Materials provided —
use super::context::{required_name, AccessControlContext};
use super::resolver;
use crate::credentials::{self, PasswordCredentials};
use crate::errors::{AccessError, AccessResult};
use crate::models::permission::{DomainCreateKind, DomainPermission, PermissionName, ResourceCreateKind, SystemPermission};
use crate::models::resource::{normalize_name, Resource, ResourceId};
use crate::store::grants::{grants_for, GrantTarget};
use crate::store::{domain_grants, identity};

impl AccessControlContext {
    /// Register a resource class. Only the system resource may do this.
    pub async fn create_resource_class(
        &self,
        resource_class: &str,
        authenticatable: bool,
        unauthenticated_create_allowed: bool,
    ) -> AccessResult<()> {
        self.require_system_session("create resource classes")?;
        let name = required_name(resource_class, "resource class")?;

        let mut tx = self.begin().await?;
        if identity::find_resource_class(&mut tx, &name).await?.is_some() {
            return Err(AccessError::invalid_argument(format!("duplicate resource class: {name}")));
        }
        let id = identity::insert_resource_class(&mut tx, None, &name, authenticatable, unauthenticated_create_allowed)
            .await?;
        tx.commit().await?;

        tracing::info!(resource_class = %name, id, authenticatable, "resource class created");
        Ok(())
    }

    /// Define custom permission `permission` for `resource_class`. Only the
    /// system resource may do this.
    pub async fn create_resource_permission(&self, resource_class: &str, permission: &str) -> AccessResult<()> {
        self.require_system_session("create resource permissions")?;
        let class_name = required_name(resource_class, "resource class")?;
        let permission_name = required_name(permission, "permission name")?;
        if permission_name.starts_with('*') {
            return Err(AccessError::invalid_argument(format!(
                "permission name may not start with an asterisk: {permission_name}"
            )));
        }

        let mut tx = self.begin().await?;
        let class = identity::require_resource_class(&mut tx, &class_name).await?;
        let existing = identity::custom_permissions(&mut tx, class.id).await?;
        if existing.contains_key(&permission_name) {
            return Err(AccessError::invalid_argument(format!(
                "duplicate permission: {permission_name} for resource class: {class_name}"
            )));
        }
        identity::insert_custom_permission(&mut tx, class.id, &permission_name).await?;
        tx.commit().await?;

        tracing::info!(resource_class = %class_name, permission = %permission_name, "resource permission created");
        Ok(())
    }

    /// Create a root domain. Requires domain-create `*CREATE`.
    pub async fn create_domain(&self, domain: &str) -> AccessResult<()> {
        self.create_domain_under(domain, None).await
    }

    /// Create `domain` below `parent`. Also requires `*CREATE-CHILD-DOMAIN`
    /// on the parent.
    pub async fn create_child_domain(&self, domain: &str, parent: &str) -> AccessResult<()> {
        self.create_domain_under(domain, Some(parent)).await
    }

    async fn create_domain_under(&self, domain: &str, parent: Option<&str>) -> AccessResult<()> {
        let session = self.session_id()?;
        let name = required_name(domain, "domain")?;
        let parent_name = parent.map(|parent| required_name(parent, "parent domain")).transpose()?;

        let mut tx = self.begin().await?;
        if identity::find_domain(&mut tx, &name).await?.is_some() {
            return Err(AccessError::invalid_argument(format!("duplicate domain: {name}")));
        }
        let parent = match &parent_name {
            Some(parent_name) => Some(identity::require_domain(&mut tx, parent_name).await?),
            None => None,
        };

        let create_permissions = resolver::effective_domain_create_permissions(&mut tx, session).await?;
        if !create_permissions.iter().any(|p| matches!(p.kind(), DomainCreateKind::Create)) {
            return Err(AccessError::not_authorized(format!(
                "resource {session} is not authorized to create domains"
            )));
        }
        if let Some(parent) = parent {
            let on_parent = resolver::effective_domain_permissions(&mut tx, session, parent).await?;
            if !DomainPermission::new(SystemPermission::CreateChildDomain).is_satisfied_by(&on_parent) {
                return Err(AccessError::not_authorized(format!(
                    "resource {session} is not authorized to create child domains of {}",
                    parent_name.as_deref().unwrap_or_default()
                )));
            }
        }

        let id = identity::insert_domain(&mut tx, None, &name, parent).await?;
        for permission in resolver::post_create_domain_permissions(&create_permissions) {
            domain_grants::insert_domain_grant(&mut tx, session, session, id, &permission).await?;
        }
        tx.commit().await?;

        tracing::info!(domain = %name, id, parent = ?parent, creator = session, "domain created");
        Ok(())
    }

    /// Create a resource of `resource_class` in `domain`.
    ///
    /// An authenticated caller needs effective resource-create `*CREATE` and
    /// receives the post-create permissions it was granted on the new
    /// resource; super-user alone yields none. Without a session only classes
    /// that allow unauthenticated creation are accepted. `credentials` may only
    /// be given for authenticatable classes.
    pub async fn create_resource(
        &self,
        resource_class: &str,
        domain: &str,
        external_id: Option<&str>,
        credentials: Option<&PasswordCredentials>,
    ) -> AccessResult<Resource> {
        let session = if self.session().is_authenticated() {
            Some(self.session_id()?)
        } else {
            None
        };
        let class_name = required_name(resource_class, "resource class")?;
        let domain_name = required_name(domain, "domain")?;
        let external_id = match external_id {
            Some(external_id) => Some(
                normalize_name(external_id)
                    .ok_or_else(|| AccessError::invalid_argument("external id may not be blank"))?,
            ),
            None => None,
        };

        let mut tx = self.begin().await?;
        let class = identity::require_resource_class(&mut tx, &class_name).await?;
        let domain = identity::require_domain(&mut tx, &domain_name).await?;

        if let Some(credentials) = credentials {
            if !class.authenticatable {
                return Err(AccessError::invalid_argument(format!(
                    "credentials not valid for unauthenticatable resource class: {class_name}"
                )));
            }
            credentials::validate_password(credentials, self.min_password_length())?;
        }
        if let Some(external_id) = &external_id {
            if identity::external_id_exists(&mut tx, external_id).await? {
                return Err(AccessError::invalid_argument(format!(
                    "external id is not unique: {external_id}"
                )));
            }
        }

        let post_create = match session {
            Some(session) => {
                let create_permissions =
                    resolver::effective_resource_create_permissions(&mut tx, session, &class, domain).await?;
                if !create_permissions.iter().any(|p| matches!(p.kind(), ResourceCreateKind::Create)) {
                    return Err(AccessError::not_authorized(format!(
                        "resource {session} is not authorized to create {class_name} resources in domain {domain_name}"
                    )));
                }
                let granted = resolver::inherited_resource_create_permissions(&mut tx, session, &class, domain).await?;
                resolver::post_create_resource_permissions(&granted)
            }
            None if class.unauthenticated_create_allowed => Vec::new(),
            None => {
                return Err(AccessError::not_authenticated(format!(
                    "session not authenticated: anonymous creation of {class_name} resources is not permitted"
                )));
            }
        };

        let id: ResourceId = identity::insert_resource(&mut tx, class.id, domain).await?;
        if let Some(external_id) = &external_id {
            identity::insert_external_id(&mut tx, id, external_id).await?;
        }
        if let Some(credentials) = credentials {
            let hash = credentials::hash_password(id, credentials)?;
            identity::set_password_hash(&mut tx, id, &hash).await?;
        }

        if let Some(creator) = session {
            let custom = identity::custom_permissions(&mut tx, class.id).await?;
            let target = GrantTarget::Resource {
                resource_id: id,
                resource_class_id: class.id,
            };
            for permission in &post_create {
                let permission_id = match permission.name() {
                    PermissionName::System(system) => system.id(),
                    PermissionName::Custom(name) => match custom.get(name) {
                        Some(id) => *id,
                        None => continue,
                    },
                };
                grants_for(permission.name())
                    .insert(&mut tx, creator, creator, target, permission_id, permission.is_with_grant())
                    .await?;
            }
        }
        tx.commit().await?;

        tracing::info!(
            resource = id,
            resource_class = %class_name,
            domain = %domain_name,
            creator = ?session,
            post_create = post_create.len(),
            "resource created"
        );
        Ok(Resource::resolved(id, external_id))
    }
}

--

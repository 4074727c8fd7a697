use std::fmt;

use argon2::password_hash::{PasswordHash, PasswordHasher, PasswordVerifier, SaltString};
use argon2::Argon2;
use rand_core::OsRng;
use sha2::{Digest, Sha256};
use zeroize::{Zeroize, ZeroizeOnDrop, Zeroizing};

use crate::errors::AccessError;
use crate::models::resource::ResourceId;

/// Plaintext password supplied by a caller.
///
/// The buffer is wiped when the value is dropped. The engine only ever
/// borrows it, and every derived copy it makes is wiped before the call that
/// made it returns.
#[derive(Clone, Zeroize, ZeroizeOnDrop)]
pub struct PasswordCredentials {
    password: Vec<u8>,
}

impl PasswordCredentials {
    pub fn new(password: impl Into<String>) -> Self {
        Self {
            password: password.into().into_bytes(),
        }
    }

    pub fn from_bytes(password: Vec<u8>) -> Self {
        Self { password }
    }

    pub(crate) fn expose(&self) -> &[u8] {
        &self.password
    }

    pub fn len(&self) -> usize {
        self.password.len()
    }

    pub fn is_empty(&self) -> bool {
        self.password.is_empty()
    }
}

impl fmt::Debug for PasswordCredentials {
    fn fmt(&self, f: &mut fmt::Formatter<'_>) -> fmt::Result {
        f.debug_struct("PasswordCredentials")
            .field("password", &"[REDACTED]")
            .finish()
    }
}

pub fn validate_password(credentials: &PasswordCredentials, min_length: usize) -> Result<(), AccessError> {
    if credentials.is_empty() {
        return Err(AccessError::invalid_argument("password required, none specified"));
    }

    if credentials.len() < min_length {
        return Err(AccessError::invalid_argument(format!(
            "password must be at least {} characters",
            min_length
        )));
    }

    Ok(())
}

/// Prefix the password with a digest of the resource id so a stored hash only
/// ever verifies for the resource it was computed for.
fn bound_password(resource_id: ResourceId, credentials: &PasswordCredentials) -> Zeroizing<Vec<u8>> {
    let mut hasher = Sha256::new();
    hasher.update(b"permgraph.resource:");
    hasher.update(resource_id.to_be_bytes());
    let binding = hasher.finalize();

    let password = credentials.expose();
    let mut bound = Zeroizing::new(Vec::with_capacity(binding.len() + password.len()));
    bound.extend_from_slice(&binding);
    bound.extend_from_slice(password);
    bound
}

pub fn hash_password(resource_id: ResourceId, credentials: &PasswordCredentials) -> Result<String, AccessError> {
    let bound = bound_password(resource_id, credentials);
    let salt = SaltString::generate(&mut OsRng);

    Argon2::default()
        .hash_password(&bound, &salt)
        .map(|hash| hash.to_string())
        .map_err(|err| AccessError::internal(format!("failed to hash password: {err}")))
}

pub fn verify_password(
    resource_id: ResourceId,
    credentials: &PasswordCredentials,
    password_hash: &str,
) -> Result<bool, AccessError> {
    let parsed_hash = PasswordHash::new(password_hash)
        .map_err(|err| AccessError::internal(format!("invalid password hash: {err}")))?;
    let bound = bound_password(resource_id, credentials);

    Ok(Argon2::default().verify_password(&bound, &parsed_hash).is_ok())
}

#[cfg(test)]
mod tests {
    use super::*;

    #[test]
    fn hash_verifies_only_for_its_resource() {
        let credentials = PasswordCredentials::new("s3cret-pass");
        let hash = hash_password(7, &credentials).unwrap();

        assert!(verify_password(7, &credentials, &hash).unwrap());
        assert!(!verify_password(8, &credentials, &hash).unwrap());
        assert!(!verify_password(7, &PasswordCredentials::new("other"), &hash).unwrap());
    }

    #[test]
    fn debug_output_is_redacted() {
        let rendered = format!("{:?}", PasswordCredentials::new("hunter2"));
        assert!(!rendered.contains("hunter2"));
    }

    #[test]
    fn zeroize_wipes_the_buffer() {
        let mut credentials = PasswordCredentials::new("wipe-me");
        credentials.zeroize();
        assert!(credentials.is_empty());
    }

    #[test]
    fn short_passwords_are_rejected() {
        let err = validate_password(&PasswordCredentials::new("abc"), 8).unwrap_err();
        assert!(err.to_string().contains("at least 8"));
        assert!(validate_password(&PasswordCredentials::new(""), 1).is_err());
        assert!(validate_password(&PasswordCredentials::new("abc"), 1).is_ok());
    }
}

What you have to do — Whenever the string "ResourceId" occurs in a line of the entries above, copy that line.

Response area —
use crate::models::resource::{normalize_name, Resource, ResourceId};
        let id: ResourceId = identity::insert_resource(&mut tx, class.id, domain).await?;
use crate::models::resource::ResourceId;
fn bound_password(resource_id: ResourceId, credentials: &PasswordCredentials) -> Zeroizing<Vec<u8>> {
pub fn hash_password(resource_id: ResourceId, credentials: &PasswordCredentials) -> Result<String, AccessError> {
    resource_id: ResourceId,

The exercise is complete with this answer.